» **Exercise objective**
In the listing that follows, count the lines that include "shutdown", and answer with the total alone.

» **Data extracts**
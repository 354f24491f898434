//! # Pipeline System
//!
//! Composition root: wires the state service, processor, enqueuer, and
//! the background loops for whichever transport the configuration
//! selects, then owns their join handles for shutdown.

use sqlx::PgPool;
use std::sync::Arc;
use tokio::task::JoinHandle;
use tracing::info;

use crate::config::{IngestConfig, QueueTransport};
use crate::error::Result;
use crate::ingest::DocumentIngestor;
use crate::messaging::IngestQueueClient;
use crate::orchestration::enqueuer::IngestTaskEnqueuer;
use crate::orchestration::outbox_publisher::{OutboxPublisher, PgmqBrokerPublisher};
use crate::orchestration::processor::IngestTaskProcessor;
use crate::orchestration::reclaimer::PendingReclaimer;
use crate::orchestration::state_service::IngestTaskStateService;
use crate::orchestration::stream_worker::{IngestStreamWorker, OutboxTopicConsumer};

/// A running ingestion pipeline: enqueue front door plus the background
/// loops for the configured transport.
pub struct IngestPipelineSystem {
    enqueuer: Arc<IngestTaskEnqueuer>,
    processor: Arc<IngestTaskProcessor>,
    handles: Vec<JoinHandle<()>>,
}

impl IngestPipelineSystem {
    /// Validate the configuration, ensure the queues exist, and spawn the
    /// background loops for the selected transport.
    pub async fn start(
        config: IngestConfig,
        pool: PgPool,
        ingestor: Arc<dyn DocumentIngestor>,
    ) -> Result<Self> {
        config.validate()?;

        let client = IngestQueueClient::new_with_pool(pool.clone()).await;
        let state_service = Arc::new(IngestTaskStateService::new(
            pool.clone(),
            config.stream.retry_policy(),
        ));
        let processor = Arc::new(IngestTaskProcessor::new(
            pool.clone(),
            state_service,
            ingestor,
        ));
        let enqueuer = Arc::new(IngestTaskEnqueuer::new(
            pool.clone(),
            client.clone(),
            config.queue.clone(),
            config.outbox.clone(),
        ));

        let mut handles = Vec::new();
        match config.queue.transport {
            QueueTransport::Stream => {
                let worker = Arc::new(IngestStreamWorker::new(
                    client.clone(),
                    processor.clone(),
                    config.queue.clone(),
                    config.stream.clone(),
                ));
                worker.ensure_queues().await?;
                handles.push(tokio::spawn({
                    let worker = worker.clone();
                    async move { worker.run().await }
                }));

                if config.stream.reclaim.enabled {
                    let reclaimer = Arc::new(PendingReclaimer::new(
                        client.clone(),
                        processor.clone(),
                        config.queue.clone(),
                        config.stream.clone(),
                    ));
                    handles.push(tokio::spawn(async move { reclaimer.run().await }));
                }
            }
            QueueTransport::Outbox => {
                let broker = PgmqBrokerPublisher::new(client.clone());
                broker.ensure_topic(&config.outbox.topic).await?;

                let publisher = Arc::new(OutboxPublisher::new(
                    pool.clone(),
                    Arc::new(broker),
                    config.outbox.clone(),
                ));
                handles.push(tokio::spawn(async move { publisher.run().await }));

                let consumer = Arc::new(OutboxTopicConsumer::new(
                    client.clone(),
                    processor.clone(),
                    config.outbox.topic.clone(),
                    config.stream.batch_size,
                    config.stream.poll_interval_ms,
                    config.stream.visibility_timeout_seconds,
                ));
                handles.push(tokio::spawn(async move { consumer.run().await }));
            }
        }

        info!(transport = ?config.queue.transport, "Ingest pipeline started");
        Ok(Self {
            enqueuer,
            processor,
            handles,
        })
    }

    /// The enqueue/status front door.
    pub fn enqueuer(&self) -> &Arc<IngestTaskEnqueuer> {
        &self.enqueuer
    }

    /// The shared per-attempt processor, useful for driving deliveries in
    /// process (tests, embedded runners).
    pub fn processor(&self) -> &Arc<IngestTaskProcessor> {
        &self.processor
    }

    /// Stop every background loop. Loops hold no cross-delivery state, so
    /// aborting between deliveries is safe; an aborted mid-attempt
    /// delivery is redelivered after its visibility timeout.
    pub fn shutdown(&mut self) {
        for handle in self.handles.drain(..) {
            handle.abort();
        }
        info!("Ingest pipeline stopped");
    }
}

impl Drop for IngestPipelineSystem {
    fn drop(&mut self) {
        self.shutdown();
    }
}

» **Written answer**
3